The answer must be every line below that holds the word "required".

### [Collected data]
-------------------------
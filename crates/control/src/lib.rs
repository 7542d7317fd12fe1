#![deny(unsafe_code)]
#![deny(missing_docs)]

//! # Overview
//!
//! `control` parses the zsync control file format: a text header followed
//! by a fixed-width binary block-sum table. The parser is bit-exact with
//! the reference `zsyncmake` output so control files produced by it remain
//! consumable.
//!
//! # Design
//!
//! [`ControlFile::parse`] reads the header line-by-line until an empty
//! line, then reads exactly `N * (W + S)` bytes for the block table, where
//! `N = ceil(Length / Blocksize)`.
//!
//! # Errors
//!
//! [`ControlFileError::Header`] reports a missing or malformed header key.
//! [`ControlFileError::Malformed`] reports a block-table length mismatch or
//! a header geometry that cannot describe a valid control file (zero block
//! size, block count disagreeing with `Length`/`Blocksize`).

mod digest;
mod error;

use std::collections::HashMap;
use std::io::{BufRead, Read};

pub use digest::WholeFileDigest;
pub use error::ControlFileError;

/// Number of consecutive blocks that must match simultaneously for the
/// matcher to accept a hit.
#[derive(Clone, Copy, Debug, Eq, PartialEq)]
pub enum SequenceMatch {
    /// A single block match is sufficient.
    Single,
    /// Two consecutive blocks must match.
    Pair,
}

impl SequenceMatch {
    /// Returns the parameter as its numeric value (1 or 2).
    #[must_use]
    pub const fn as_u8(self) -> u8 {
        match self {
            Self::Single => 1,
            Self::Pair => 2,
        }
    }
}

/// One record of the control file's block-sum table.
#[derive(Clone, Debug, Eq, PartialEq)]
pub struct BlockEntry {
    /// Weak (rolling) checksum, masked to the header's `W` width.
    pub weak: u32,
    /// Strong (MD4) checksum, truncated to the header's `S` width.
    pub strong: Vec<u8>,
}

/// A parsed zsync control file: immutable header metadata plus the full
/// block-sum table.
#[derive(Clone, Debug)]
pub struct ControlFile {
    /// Value of the `zsync` header key (format version string).
    pub zsync_version: String,
    /// Optional `producer` header value.
    pub producer: Option<String>,
    /// Target filename hint from the `Filename` header.
    pub filename: String,
    /// Target URL, possibly relative to the control file's own location.
    pub url: String,
    /// Target length in bytes.
    pub length: u64,
    /// Block size in bytes (a power of two in practice, not enforced here).
    pub blocksize: u32,
    /// Sequence-match parameter from `Hash-Lengths`.
    pub sequence_match: SequenceMatch,
    /// Weak-sum width in bytes, `W`, from `Hash-Lengths`.
    pub weak_len: u8,
    /// Strong-sum width in bytes, `S`, from `Hash-Lengths`.
    pub strong_len: u8,
    /// Whole-file digest, whichever of MD4/SHA-1 the header carried.
    pub whole_file_digest: WholeFileDigest,
    /// Optional `MTime` header value, kept as the raw header string.
    pub mtime: Option<String>,
    /// Block-sum table, one entry per target block in ascending order.
    pub blocks: Vec<BlockEntry>,
}

impl ControlFile {
    /// Parses a control file from a byte stream: the text header followed
    /// by the binary block-sum table.
    ///
    /// # Errors
    ///
    /// Returns [`ControlFileError::Header`] if a required key is missing or
    /// cannot be parsed, and [`ControlFileError::Malformed`] if the header's
    /// declared geometry does not match the body length actually present.
    #[cfg_attr(feature = "tracing", tracing::instrument(skip(reader)))]
    pub fn parse<R: Read>(mut reader: R) -> Result<Self, ControlFileError> {
        let mut buffered = std::io::BufReader::new(&mut reader);
        let header = parse_header(&mut buffered)?;

        let blocksize = header.get_u32("Blocksize")?;
        if blocksize == 0 {
            return Err(ControlFileError::Malformed {
                reason: "Blocksize must be a positive integer".to_string(),
            });
        }
        let length = header.get_u64("Length")?;
        let block_count = header.block_count(length, blocksize)?;

        let (sequence_match, weak_len, strong_len) = header.hash_lengths()?;

        let whole_file_digest = header.whole_file_digest()?;

        let mut body = Vec::new();
        buffered.read_to_end(&mut body)?;

        let record_len = usize::from(weak_len) + usize::from(strong_len);
        let expected_len = record_len * block_count;
        if body.len() != expected_len {
            return Err(ControlFileError::Malformed {
                reason: format!(
                    "block table has {} bytes, expected {expected_len} ({block_count} records of {record_len} bytes)",
                    body.len()
                ),
            });
        }

        let mut blocks = Vec::with_capacity(block_count);
        for record in body.chunks_exact(record_len) {
            let (weak_bytes, strong_bytes) = record.split_at(usize::from(weak_len));
            let mut weak = 0u32;
            for &byte in weak_bytes {
                weak = (weak << 8) | u32::from(byte);
            }
            blocks.push(BlockEntry {
                weak,
                strong: strong_bytes.to_vec(),
            });
        }

        #[cfg(feature = "tracing")]
        tracing::debug!(blocks = blocks.len(), length, blocksize, "control file parsed");

        Ok(Self {
            zsync_version: header.require("zsync")?,
            producer: header.get("producer"),
            filename: header.require("Filename")?,
            url: header.require("URL")?,
            length,
            blocksize,
            sequence_match,
            weak_len,
            strong_len,
            whole_file_digest,
            mtime: header.get("MTime"),
            blocks,
        })
    }

    /// Number of target blocks described by the block-sum table.
    #[must_use]
    pub fn block_count(&self) -> usize {
        self.blocks.len()
    }
}

struct Header(HashMap<String, String>);

impl Header {
    fn get(&self, key: &str) -> Option<String> {
        self.0.get(key).cloned()
    }

    fn require(&self, key: &str) -> Result<String, ControlFileError> {
        self.get(key).ok_or_else(|| ControlFileError::Header {
            reason: format!("missing required key `{key}`"),
        })
    }

    fn get_u64(&self, key: &str) -> Result<u64, ControlFileError> {
        self.require(key)?
            .trim()
            .parse()
            .map_err(|_| ControlFileError::Header {
                reason: format!("key `{key}` is not a valid unsigned integer"),
            })
    }

    fn get_u32(&self, key: &str) -> Result<u32, ControlFileError> {
        self.require(key)?
            .trim()
            .parse()
            .map_err(|_| ControlFileError::Header {
                reason: format!("key `{key}` is not a valid unsigned integer"),
            })
    }

    fn block_count(&self, length: u64, blocksize: u32) -> Result<usize, ControlFileError> {
        let blocksize = u64::from(blocksize);
        let count = length.div_ceil(blocksize);
        usize::try_from(count).map_err(|_| ControlFileError::Malformed {
            reason: "block count overflows usize".to_string(),
        })
    }

    fn hash_lengths(&self) -> Result<(SequenceMatch, u8, u8), ControlFileError> {
        let raw = self.require("Hash-Lengths")?;
        let parts: Vec<&str> = raw.split(',').map(str::trim).collect();
        if parts.len() != 3 {
            return Err(ControlFileError::Header {
                reason: format!("Hash-Lengths must have 3 comma-separated fields, got `{raw}`"),
            });
        }

        let parse_field = |field: &str| -> Result<u8, ControlFileError> {
            field.parse().map_err(|_| ControlFileError::Header {
                reason: format!("Hash-Lengths field `{field}` is not a valid integer"),
            })
        };

        let q = parse_field(parts[0])?;
        let w = parse_field(parts[1])?;
        let s = parse_field(parts[2])?;

        let sequence_match = match q {
            1 => SequenceMatch::Single,
            2 => SequenceMatch::Pair,
            other => {
                return Err(ControlFileError::Header {
                    reason: format!("Hash-Lengths sequence-match parameter must be 1 or 2, got {other}"),
                });
            }
        };

        if !(2..=4).contains(&w) {
            return Err(ControlFileError::Header {
                reason: format!("Hash-Lengths weak-sum width must be in 2..=4, got {w}"),
            });
        }
        if !(3..=16).contains(&s) {
            return Err(ControlFileError::Header {
                reason: format!("Hash-Lengths strong-sum width must be in 3..=16, got {s}"),
            });
        }

        Ok((sequence_match, w, s))
    }

    fn whole_file_digest(&self) -> Result<WholeFileDigest, ControlFileError> {
        if let Some(hex) = self.get("MD4") {
            return WholeFileDigest::parse_md4(&hex);
        }
        if let Some(hex) = self.get("SHA-1") {
            return WholeFileDigest::parse_sha1(&hex);
        }
        Err(ControlFileError::Header {
            reason: "neither MD4 nor SHA-1 whole-file digest key present".to_string(),
        })
    }
}

fn parse_header<R: BufRead>(reader: &mut R) -> Result<Header, ControlFileError> {
    let mut map = HashMap::new();

    loop {
        let mut line = String::new();
        let read = reader.read_line(&mut line)?;
        if read == 0 {
            return Err(ControlFileError::Header {
                reason: "unexpected end of stream while reading header".to_string(),
            });
        }

        let trimmed = line.trim_end_matches(['\r', '\n']);
        if trimmed.is_empty() {
            break;
        }

        let (key, value) = trimmed.split_once(':').ok_or_else(|| ControlFileError::Header {
            reason: format!("header line `{trimmed}` is not in `Key: value` form"),
        })?;

        map.insert(key.trim().to_string(), value.trim().to_string());
    }

    Ok(Header(map))
}
#![deny(unsafe_code)]
#![deny(missing_docs)]

//! # Overview
//!
//! `matching` scans a seed byte stream against a zsync control file's
//! block-sum table, recovering target blocks without re-downloading them.
//!
//! # Design
//!
//! - [`ZeroPadded`] pads a seed's tail so its length is always a multiple
//!   of the block size.
//! - [`RollingBuffer`] provides a sliding window over the padded seed with
//!   enough backing capacity (`16 * block_size`) to serve a two-block view
//!   on demand.
//! - [`HashIndex`] maps weak sums (or, under the paired sequence-match
//!   parameter, weak-sum pairs) to candidate block indices.
//! - [`BlockMatcher`] drives the scan: probe, verify with the strong sum,
//!   deliver to a [`BlockSink`].

mod buffer;
mod error;
mod index;
mod matcher;
mod sink;
mod zero_pad;

pub use buffer::RollingBuffer;
pub use error::MatchError;
pub use index::HashIndex;
pub use matcher::BlockMatcher;
pub use sink::BlockSink;
pub use zero_pad::ZeroPadded;
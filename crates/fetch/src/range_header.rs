/// Formats a list of `[lo, hi)` byte ranges into an HTTP `Range:` header
/// value, e.g. `bytes=0-7,10-19`.
///
/// zsync's missing ranges are half-open; the HTTP `byte-range-spec` wants
/// an inclusive last-byte position, so each range's upper bound is
/// expressed as `hi - 1`.
#[must_use]
pub fn format_range_header(ranges: &[(u64, u64)]) -> String {
    let specs: Vec<String> = ranges
        .iter()
        .map(|&(lo, hi)| format!("{lo}-{}", hi.saturating_sub(1)))
        .collect();
    format!("bytes={}", specs.join(","))
}

#[cfg(test)]
mod tests {
    use super::*;

    #[test]
    fn formats_single_range() {
        assert_eq!(format_range_header(&[(0, 8)]), "bytes=0-7");
    }

    #[test]
    fn formats_multiple_ranges_comma_separated() {
        assert_eq!(
            format_range_header(&[(0, 4), (10, 20)]),
            "bytes=0-3,10-19"
        );
    }
}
-------------------------
### [EXERCISE RESULT]
    /// Returns [`ControlFileError::Header`] if a required key is missing or
            reason: format!("missing required key `{key}`"),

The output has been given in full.